Arun Jayaram: Yes, you mentioned 2.3 million barrels of exports last week. So that’s a punchy number. Dave, maybe not to pick on you, but one of your peers did raise their NGL realization guidance. I know they do the entire barrel, not just C3+ to, call it, [ 125 to 250 ] premium. That’s not to quibble on that, but you maintained your overall guidance. I was wondering if you could just give us some thoughts around that the maintenance of your guidance and not a raise, given you did book a little bit of a premium in 1Q?

David Cannelongo: Yes, Arun, I would say we did actually raise guidance on the ethane piece, and that’s really maybe the story here to talk about. So I think that’s the main — kind of apples and oranges between us and other producers that include ethane in their NGL pricing. We’ve always historically broken out for transparency purposes. And the reason is really that you can have dramatic swings in the amount of ethane that you recover from quarter-to-quarter, month-to-month could be local crackers were down as we’ve seen in prior quarters or it could be like we have here in the first quarter where you have very, very strong regional gas pricing and you reduce your ethane recoveries as low as you possibly can. Well, when you’re doing that and you’re lumping it all together, what’s your benchmark index against?

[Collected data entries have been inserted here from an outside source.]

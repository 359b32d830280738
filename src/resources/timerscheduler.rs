//! Named one-shot timers.
//!
//! [`TimerScheduler`] keeps every pending timer under a unique string id
//! together with its absolute expiry, a serializable [`TimerData`] payload,
//! and the [`TimerHandler`] to run when it fires. The handler is a registered
//! one-shot system and is never persisted; the `kind` inside the payload is
//! what lets a restored timer find its handler again.
//!
//! The scheduler only does bookkeeping. Firing, which needs `&mut World` to
//! run handlers, is done by [`update_timers`](crate::systems::timers::update_timers)
//! using [`TimerScheduler::due`] and [`TimerScheduler::take`].
//!
//! Scheduling under an id that is already pending replaces the old timer.

use std::collections::BTreeMap;

use bevy_ecs::prelude::*;
use bevy_ecs::system::SystemId;
use log::debug;
use rustc_hash::FxHashMap;
use serde::{Deserialize, Serialize};

/// A registered system that handles a fired timer.
pub type TimerHandler = SystemId<In<TimerData>, Result<(), String>>;

/// Serializable payload of a timer.
#[derive(Debug, Clone, PartialEq, Eq, Serialize, Deserialize)]
pub struct TimerData {
    /// Selects the handler when a timer is restored from a snapshot.
    pub kind: String,
    #[serde(default)]
    pub payload: BTreeMap<String, String>,
}

impl TimerData {
    pub fn new(kind: impl Into<String>) -> Self {
        TimerData {
            kind: kind.into(),
            payload: BTreeMap::new(),
        }
    }

    pub fn with(mut self, key: impl Into<String>, value: impl Into<String>) -> Self {
        self.payload.insert(key.into(), value.into());
        self
    }

    pub fn get(&self, key: &str) -> Option<&str> {
        self.payload.get(key).map(String::as_str)
    }
}

/// Exported form of a pending timer.
#[derive(Debug, Clone, PartialEq, Eq, Serialize, Deserialize)]
#[serde(rename_all = "camelCase")]
pub struct TimerSnapshot {
    pub id: String,
    /// Absolute expiry, epoch milliseconds.
    pub expires_at: u64,
    pub data: TimerData,
}

/// A pending timer.
#[derive(Debug, Clone)]
pub struct PendingTimer {
    pub expires_at: u64,
    /// Insertion order; breaks ties between timers with the same expiry.
    pub seq: u64,
    pub handler: TimerHandler,
    pub data: TimerData,
}

#[derive(Resource, Debug, Default)]
pub struct TimerScheduler {
    timers: FxHashMap<String, PendingTimer>,
    /// Due-order index: (expires_at, seq) -> id.
    queue: BTreeMap<(u64, u64), String>,
    next_seq: u64,
}

impl TimerScheduler {
    pub fn new() -> Self {
        Self::default()
    }

    /// Register a one-shot timer firing `delay_ms` after `now`.
    ///
    /// An existing timer under the same id is cancelled first.
    pub fn schedule(
        &mut self,
        id: impl Into<String>,
        delay_ms: u64,
        handler: TimerHandler,
        data: TimerData,
        now: u64,
    ) {
        let id = id.into();
        if self.cancel(&id) {
            debug!("[Timers] Replacing pending timer '{}'", id);
        }
        let expires_at = now.saturating_add(delay_ms);
        let seq = self.next_seq;
        self.next_seq += 1;
        self.queue.insert((expires_at, seq), id.clone());
        self.timers.insert(
            id,
            PendingTimer {
                expires_at,
                seq,
                handler,
                data,
            },
        );
    }

    /// Remove a pending timer. Returns whether one was actually removed.
    pub fn cancel(&mut self, id: &str) -> bool {
        match self.timers.remove(id) {
            Some(timer) => {
                self.queue.remove(&(timer.expires_at, timer.seq));
                true
            }
            None => false,
        }
    }

    pub fn has(&self, id: &str) -> bool {
        self.timers.contains_key(id)
    }

    /// Milliseconds until the timer fires, never negative.
    pub fn get_remaining_time(&self, id: &str, now: u64) -> Option<u64> {
        self.timers
            .get(id)
            .map(|t| t.expires_at.saturating_sub(now))
    }

    pub fn expires_at(&self, id: &str) -> Option<u64> {
        self.timers.get(id).map(|t| t.expires_at)
    }

    pub fn data(&self, id: &str) -> Option<&TimerData> {
        self.timers.get(id).map(|t| &t.data)
    }

    /// Every pending timer, soonest first, with absolute expiries.
    pub fn export_state(&self) -> Vec<TimerSnapshot> {
        self.queue
            .values()
            .filter_map(|id| {
                self.timers.get(id).map(|t| TimerSnapshot {
                    id: id.clone(),
                    expires_at: t.expires_at,
                    data: t.data.clone(),
                })
            })
            .collect()
    }

    /// Cancel everything. Returns how many timers were pending.
    pub fn clear_all(&mut self) -> usize {
        let count = self.timers.len();
        self.timers.clear();
        self.queue.clear();
        count
    }

    /// Ids (with their insertion sequence) of every timer due at `now`,
    /// soonest first.
    pub fn due(&self, now: u64) -> Vec<(String, u64)> {
        self.queue
            .range(..=(now, u64::MAX))
            .map(|(&(_, seq), id)| (id.clone(), seq))
            .collect()
    }

    /// Remove and return a timer, but only if it is still the registration
    /// identified by `seq`. A timer that was cancelled or rescheduled since
    /// [`due`](Self::due) was called is left alone.
    pub fn take(&mut self, id: &str, seq: u64) -> Option<PendingTimer> {
        if self.timers.get(id)?.seq != seq {
            return None;
        }
        let timer = self.timers.remove(id)?;
        self.queue.remove(&(timer.expires_at, timer.seq));
        Some(timer)
    }

    pub fn next_expiry(&self) -> Option<u64> {
        self.queue.keys().next().map(|(expires_at, _)| *expires_at)
    }

    pub fn len(&self) -> usize {
        self.timers.len()
    }

    pub fn is_empty(&self) -> bool {
        self.timers.is_empty()
    }

    /// Pending ids, soonest first.
    pub fn ids(&self) -> Vec<String> {
        self.queue.values().cloned().collect()
    }
}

Is it a static fixed percent of ethane as the — in the benchmark. And I think that’s what you see other producers do. So you get into a situation where you actually can end up with a lot of your C3+ barrels getting benchmarked against an ethane price. And that’s typically when you see a large beat from a C2+ kind of benchmark producer compared to somebody like us. I think if you put our ethane into it, we would have had a $6 premium to Belvieu on a similar benchmark index to other producers. So for those reasons alone, we just historically have always broken it out for transparency purposes.

Michael Kennedy: I’d also add to that detailed explanation. Yes, I’ll highlight. We’re very conservative when it comes to our guidance. There’s a lot of uncertainty like there is today. We’re not going to try to capture that in a moment in time, we’ll just see how it plays out over the year.

Operator: Next question today is coming from Kevin MacCurdy from Pickering Energy Partners.

Kevin MacCurdy: I wanted to ask about the cash production expenses. It looks like you lowered them $0.10. Just maybe for some clarification. How much of that reduction is driven by synergies from the HG acquisition versus just maybe lower gas prices?

Michael Kennedy: Yes. The majority of [indiscernible]. Lower gas prices were a couple of pennies of that, but $0.07 or $0.08 of that was HG. When we acquired the assets, we underwrote very conservative assumptions around our ability to operate the assets and the integration and how quickly we’d be able to realize the lower costs, and we’re well ahead of those assumptions that we announced earlier. So that’s why we’re comfortable lowering the guidance.

Kevin MacCurdy: Great. And maybe as a follow-up, looking for some clarification on the CapEx budget. In the 4Q earnings release, you guys talked about the opportunity or the option to spend an extra $200 million of growth capital. In this release, it looks like your official guidance is still at $1 billion. Just maybe curious how you’re thinking about spending that extra growth CapEx given the current prices in gas and NGLs?

Michael Kennedy: Yes, Kevin, that’s unchanged, still $1 billion with the potential to go to $1.2 billion. I think the attractiveness of our program is that’s truly incremental capital with no underlying commitments needed. So it is discretionary. It’s completing 3 pads in the second half of the year. So that’s still TBD. So we get the ability to watch local and natural gas prices, see if the demand’s there for it, see if it’s attractive to complete those. So that’s a second half event, and we’ll be able to make the call then with more information around the natural gas prices.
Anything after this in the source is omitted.